# Scenario 3: Two-Stage Recommendation Pipeline (Retrieval + Ranking)

This notebook implements a modern **Two-Stage Recommendation Pipeline** that combines semantic search with popularity based ranking.

## Concept
In large-scale systems, it's impossible to rank all items for every user. Instead, we use a two stage process:
1. **Retrieval (Candidate Generation)**: Quickly narrow down millions of items to a few hundred candidates using efficient methods like semantic search or collaborative filtering.
2. **Ranking (Reranking)**: Use a more complex model (or business logic) to rank the candidates and provide the final top recommendations.
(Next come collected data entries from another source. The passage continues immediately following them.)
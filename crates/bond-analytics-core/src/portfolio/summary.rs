use rust_decimal::Decimal;
use serde::ser::SerializeMap;
use serde::{Serialize, Serializer};

use crate::fixed_income::buckets::{MaturityBucket, LADDER};
use crate::fixed_income::loader::BondRecord;
use crate::types::{round_output, Percent, Years};

/// Number of soonest-maturing records listed in a summary.
pub const NEXT_MATURITIES: usize = 5;

// ---------------------------------------------------------------------------
// Types
// ---------------------------------------------------------------------------

/// Aggregate view of a record set. Recomputed on demand, never stored.
#[derive(Debug, Clone, PartialEq, Serialize)]
pub struct PortfolioSummary {
    pub count: usize,
    #[serde(with = "rust_decimal::serde::float_option")]
    pub avg_running_yield: Option<Percent>,
    #[serde(with = "rust_decimal::serde::float_option")]
    pub avg_ytm: Option<Percent>,
    #[serde(with = "rust_decimal::serde::float_option")]
    pub avg_duration_mod: Option<Years>,
    pub ladder: MaturityLadder,
    pub next_maturities: Vec<BondRecord>,
}

/// Record counts per maturity bucket.
///
/// The five ladder rungs are always present, in ladder order. `past` and
/// `unknown` follow, only when non-zero.
#[derive(Debug, Clone, PartialEq, Eq)]
pub struct MaturityLadder {
    counts: Vec<(MaturityBucket, usize)>,
}

impl MaturityLadder {
    pub fn from_buckets(buckets: impl IntoIterator<Item = MaturityBucket>) -> Self {
        let mut past = 0;
        let mut unknown = 0;
        let mut counts: Vec<(MaturityBucket, usize)> = LADDER.iter().map(|b| (*b, 0)).collect();

        for b in buckets {
            match b {
                MaturityBucket::Past => past += 1,
                MaturityBucket::Unknown => unknown += 1,
                rung => {
                    if let Some(entry) = counts.iter_mut().find(|(k, _)| *k == rung) {
                        entry.1 += 1;
                    }
                }
            }
        }

        if past > 0 {
            counts.push((MaturityBucket::Past, past));
        }
        if unknown > 0 {
            counts.push((MaturityBucket::Unknown, unknown));
        }
        Self { counts }
    }

    pub fn get(&self, bucket: MaturityBucket) -> usize {
        self.counts
            .iter()
            .find(|(k, _)| *k == bucket)
            .map(|(_, n)| *n)
            .unwrap_or(0)
    }

    pub fn iter(&self) -> impl Iterator<Item = (MaturityBucket, usize)> + '_ {
        self.counts.iter().copied()
    }

    pub fn total(&self) -> usize {
        self.counts.iter().map(|(_, n)| n).sum()
    }
}

impl Serialize for MaturityLadder {
    fn serialize<S: Serializer>(&self, serializer: S) -> Result<S::Ok, S::Error> {
        let mut map = serializer.serialize_map(Some(self.counts.len()))?;
        for (bucket, n) in &self.counts {
            map.serialize_entry(bucket.as_str(), n)?;
        }
        map.end()
    }
}

// ---------------------------------------------------------------------------
// Public API
// ---------------------------------------------------------------------------

/// Aggregate a record set into count, null-safe averages, the maturity
/// ladder and the next maturities.
///
/// Total over its input, including the empty slice.
pub fn summarize(records: &[BondRecord]) -> PortfolioSummary {
    PortfolioSummary {
        count: records.len(),
        avg_running_yield: mean_present(records.iter().map(|r| r.running_yield)),
        avg_ytm: mean_present(records.iter().map(|r| r.ytm)),
        avg_duration_mod: mean_present(records.iter().map(|r| r.duration_mod)),
        ladder: MaturityLadder::from_buckets(records.iter().map(|r| r.bucket)),
        next_maturities: next_maturities(records),
    }
}

/// Records with a known time to maturity, soonest first, at most
/// [`NEXT_MATURITIES`]. Ties keep input order.
pub fn next_maturities(records: &[BondRecord]) -> Vec<BondRecord> {
    let mut dated: Vec<(Years, &BondRecord)> = records
        .iter()
        .filter_map(|r| r.years_to_maturity.map(|y| (y, r)))
        .collect();
    dated.sort_by_key(|(years, _)| *years);
    dated
        .into_iter()
        .take(NEXT_MATURITIES)
        .map(|(_, r)| r.clone())
        .collect()
}

// ---------------------------------------------------------------------------
// Internal helpers
// ---------------------------------------------------------------------------

/// Mean of the present values, rounded to output precision. `None` when no
/// value is present or the sum overflows.
fn mean_present(values: impl Iterator<Item = Option<Decimal>>) -> Option<Decimal> {
    let (sum, n) = values
        .flatten()
        .try_fold((Decimal::ZERO, 0u64), |(sum, n), v| {
            sum.checked_add(v).map(|s| (s, n + 1))
        })?;
    if n == 0 {
        return None;
    }
    sum.checked_div(Decimal::from(n)).map(round_output)
}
### Implementation Details:
- **Fusion of Metadata**: We combine movie titles, genres, and user-generated tags into a single "document" for each movie.
- **Semantic Retrieval**: We use a pre trained Sentence-Transformer model to create embeddings and perform similarity search.
- **Popularity Ranking**: We re-rank candidates using the weighted popularity score from Scenario 2.

In [2]:
import pandas as pd
from sentence_transformers import SentenceTransformer
from sklearn.metrics.pairwise import cosine_similarity

# Load the data
movies = pd.read_csv('data/movies.csv')
ratings = pd.read_csv('data/ratings.csv')
tags = pd.read_csv('data/tags.csv')

print(f"Loaded {len(movies)} movies, {len(ratings)} ratings, and {len(tags)} tags.")

Loaded 9742 movies, 100836 ratings, and 3683 tags.


## 1. Data Fusion (Structured + Unstructured)
We merge movie metadata with user tags to create a rich semantic description.

In [3]:
# Combine tags for each movie
movie_tags = tags.groupby('movieId')['tag'].apply(lambda x: ' '.join(x.astype(str))).reset_index()

# Merge with movies
movie_content = movies.merge(movie_tags, on='movieId', how='left')
movie_content['tag'] = movie_content['tag'].fillna('')

# Create a combined feature string
movie_content['combined_features'] = movie_content['title'] + " " + movie_content['genres'].replace('|', ' ') + " " + movie_content['tag']

print("Sample combined features:")
print(movie_content['combined_features'].iloc[0])

Sample combined features:
Toy Story (1995) Adventure|Animation|Children|Comedy|Fantasy pixar pixar fun


## 2. Stage 1: Retrieval (Semantic Search)
We use `all-MiniLM-L6-v2` to embed our movie descriptions.

In [4]:
# Initialize the model
model = SentenceTransformer('all-MiniLM-L6-v2')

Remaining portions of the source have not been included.